#### [ACTIVITY]
Sort through the data and copy the lines holding the word "sample".

#### [ENTRIES SHOWN]
Start of Block

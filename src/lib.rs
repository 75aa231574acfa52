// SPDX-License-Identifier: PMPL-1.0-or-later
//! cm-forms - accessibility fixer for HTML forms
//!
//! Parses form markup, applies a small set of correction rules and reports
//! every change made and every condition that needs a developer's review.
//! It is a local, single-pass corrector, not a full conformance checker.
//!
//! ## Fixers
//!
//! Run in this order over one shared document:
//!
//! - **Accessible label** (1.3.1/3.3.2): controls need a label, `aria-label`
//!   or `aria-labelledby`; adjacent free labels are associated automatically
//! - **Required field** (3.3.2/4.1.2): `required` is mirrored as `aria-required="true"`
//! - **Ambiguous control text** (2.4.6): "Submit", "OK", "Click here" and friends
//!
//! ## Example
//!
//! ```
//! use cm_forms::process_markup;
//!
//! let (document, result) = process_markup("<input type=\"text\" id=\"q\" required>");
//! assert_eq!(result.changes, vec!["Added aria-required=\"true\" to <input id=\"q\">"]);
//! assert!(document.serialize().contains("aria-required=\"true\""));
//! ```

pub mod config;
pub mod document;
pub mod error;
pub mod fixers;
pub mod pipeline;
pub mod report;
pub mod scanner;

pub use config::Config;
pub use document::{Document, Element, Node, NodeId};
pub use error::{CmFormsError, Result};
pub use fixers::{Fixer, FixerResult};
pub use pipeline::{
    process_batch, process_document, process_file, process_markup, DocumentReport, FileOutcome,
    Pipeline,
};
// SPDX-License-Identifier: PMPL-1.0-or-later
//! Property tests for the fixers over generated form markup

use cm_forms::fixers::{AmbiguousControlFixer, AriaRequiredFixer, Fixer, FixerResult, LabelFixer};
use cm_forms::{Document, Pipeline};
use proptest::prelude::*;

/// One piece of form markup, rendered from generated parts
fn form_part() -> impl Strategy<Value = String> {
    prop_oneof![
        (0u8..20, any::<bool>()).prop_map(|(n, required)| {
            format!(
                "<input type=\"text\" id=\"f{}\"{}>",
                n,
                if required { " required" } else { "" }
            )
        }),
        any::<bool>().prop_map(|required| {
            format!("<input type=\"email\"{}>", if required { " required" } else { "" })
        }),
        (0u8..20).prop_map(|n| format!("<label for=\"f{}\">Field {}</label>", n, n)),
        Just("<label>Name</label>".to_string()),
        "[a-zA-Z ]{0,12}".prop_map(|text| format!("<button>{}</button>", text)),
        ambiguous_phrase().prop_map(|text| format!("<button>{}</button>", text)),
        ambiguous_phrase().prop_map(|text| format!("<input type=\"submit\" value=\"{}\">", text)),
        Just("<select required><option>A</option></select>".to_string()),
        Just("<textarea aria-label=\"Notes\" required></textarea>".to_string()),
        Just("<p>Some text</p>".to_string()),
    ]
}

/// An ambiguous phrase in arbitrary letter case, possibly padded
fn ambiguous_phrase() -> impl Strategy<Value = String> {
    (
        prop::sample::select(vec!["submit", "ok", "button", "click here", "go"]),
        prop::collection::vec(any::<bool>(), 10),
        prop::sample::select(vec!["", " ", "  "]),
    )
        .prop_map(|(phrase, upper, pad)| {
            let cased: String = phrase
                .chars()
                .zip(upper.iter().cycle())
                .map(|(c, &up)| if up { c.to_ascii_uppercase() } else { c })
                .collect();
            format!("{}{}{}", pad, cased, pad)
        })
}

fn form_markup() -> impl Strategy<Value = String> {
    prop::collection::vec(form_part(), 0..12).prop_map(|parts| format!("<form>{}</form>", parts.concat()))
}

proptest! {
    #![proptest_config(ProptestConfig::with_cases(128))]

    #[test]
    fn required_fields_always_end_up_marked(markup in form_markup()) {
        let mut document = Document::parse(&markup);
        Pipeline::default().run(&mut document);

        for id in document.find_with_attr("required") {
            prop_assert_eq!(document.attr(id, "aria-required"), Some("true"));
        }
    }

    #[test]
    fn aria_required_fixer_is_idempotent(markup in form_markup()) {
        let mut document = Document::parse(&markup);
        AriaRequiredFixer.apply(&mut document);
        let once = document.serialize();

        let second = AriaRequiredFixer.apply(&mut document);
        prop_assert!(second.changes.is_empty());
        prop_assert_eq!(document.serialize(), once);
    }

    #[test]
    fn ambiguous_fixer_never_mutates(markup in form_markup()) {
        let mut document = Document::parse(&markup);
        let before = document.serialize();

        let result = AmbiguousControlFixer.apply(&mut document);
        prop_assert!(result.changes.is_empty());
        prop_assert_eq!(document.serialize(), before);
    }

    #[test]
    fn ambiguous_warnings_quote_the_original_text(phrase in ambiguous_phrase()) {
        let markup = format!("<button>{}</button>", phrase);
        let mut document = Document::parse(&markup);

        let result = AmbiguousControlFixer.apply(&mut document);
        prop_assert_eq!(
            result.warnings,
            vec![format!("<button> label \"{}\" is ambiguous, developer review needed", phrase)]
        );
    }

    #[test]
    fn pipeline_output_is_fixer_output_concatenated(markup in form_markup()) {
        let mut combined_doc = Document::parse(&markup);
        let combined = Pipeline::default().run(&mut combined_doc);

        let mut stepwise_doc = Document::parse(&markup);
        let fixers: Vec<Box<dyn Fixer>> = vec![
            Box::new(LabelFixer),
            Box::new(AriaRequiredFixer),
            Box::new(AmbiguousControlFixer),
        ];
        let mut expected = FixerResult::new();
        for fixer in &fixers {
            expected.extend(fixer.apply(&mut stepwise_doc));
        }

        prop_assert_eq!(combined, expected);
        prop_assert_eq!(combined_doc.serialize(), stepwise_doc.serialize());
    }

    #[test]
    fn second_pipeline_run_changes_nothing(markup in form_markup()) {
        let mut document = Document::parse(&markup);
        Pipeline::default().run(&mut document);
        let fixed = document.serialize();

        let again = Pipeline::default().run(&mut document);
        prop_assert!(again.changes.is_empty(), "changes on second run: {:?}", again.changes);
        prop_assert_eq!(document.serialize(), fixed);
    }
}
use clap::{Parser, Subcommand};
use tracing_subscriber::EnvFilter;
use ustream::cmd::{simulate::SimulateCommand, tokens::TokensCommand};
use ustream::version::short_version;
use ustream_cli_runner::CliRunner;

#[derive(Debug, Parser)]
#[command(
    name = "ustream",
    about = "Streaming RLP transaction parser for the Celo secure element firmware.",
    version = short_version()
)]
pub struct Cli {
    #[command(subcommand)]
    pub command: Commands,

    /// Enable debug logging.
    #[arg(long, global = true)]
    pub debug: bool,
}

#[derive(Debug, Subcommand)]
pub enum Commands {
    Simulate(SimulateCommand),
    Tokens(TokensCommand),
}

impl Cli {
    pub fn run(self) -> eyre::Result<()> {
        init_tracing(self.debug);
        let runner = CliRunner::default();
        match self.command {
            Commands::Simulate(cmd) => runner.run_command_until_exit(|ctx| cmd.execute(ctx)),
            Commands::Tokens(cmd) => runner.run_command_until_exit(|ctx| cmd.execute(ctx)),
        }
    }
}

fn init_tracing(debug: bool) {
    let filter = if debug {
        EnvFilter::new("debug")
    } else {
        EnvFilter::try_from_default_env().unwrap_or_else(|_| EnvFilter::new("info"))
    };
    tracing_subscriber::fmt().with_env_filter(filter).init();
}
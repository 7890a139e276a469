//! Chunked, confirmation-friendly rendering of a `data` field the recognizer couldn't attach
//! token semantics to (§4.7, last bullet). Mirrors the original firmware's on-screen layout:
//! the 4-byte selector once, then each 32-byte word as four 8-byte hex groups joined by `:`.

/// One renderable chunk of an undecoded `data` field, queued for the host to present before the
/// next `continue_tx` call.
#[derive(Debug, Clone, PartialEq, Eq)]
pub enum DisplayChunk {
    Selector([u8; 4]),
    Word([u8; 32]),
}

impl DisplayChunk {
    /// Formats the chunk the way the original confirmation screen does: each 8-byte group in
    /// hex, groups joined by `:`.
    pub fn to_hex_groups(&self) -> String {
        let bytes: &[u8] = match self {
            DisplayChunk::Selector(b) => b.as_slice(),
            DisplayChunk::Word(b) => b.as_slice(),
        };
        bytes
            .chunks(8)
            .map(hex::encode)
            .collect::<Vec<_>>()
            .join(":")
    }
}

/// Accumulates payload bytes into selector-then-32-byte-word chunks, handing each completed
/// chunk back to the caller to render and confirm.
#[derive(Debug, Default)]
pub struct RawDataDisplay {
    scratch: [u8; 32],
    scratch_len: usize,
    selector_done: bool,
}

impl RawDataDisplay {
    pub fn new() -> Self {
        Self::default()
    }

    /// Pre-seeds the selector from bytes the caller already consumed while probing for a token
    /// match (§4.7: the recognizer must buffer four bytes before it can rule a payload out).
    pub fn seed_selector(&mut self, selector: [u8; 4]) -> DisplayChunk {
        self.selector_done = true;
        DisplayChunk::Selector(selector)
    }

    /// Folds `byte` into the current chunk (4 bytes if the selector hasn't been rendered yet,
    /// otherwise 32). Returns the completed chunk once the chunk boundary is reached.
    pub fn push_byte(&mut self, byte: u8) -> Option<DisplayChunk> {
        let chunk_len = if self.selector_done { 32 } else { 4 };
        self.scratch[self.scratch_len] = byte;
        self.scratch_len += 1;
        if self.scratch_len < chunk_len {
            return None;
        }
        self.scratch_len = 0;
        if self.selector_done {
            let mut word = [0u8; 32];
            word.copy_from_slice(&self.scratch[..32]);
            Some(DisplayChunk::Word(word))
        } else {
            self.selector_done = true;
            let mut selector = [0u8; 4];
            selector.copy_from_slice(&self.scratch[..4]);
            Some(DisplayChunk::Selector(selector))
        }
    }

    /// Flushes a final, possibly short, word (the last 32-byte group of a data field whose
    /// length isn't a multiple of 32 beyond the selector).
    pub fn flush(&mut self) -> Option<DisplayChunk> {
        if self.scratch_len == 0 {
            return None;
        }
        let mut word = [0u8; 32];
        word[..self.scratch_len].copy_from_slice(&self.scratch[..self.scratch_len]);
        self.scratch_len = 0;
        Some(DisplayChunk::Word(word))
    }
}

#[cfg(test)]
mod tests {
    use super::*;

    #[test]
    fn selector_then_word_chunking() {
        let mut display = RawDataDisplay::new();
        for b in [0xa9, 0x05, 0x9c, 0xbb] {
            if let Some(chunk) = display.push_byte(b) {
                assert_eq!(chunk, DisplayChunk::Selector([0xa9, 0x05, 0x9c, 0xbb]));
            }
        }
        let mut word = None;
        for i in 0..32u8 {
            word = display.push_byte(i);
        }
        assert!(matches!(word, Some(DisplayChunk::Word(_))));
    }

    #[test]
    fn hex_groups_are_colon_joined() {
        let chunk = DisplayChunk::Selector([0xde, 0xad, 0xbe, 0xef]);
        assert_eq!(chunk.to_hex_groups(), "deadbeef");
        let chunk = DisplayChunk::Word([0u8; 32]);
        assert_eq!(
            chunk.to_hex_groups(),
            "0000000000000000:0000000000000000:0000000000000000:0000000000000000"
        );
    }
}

End of Block

#### [SOLUTION FOR THIS EXERCISE]
        prop::sample::select(vec!["submit", "ok", "button", "click here", "go"]),
        prop::sample::select(vec!["", " ", "  "]),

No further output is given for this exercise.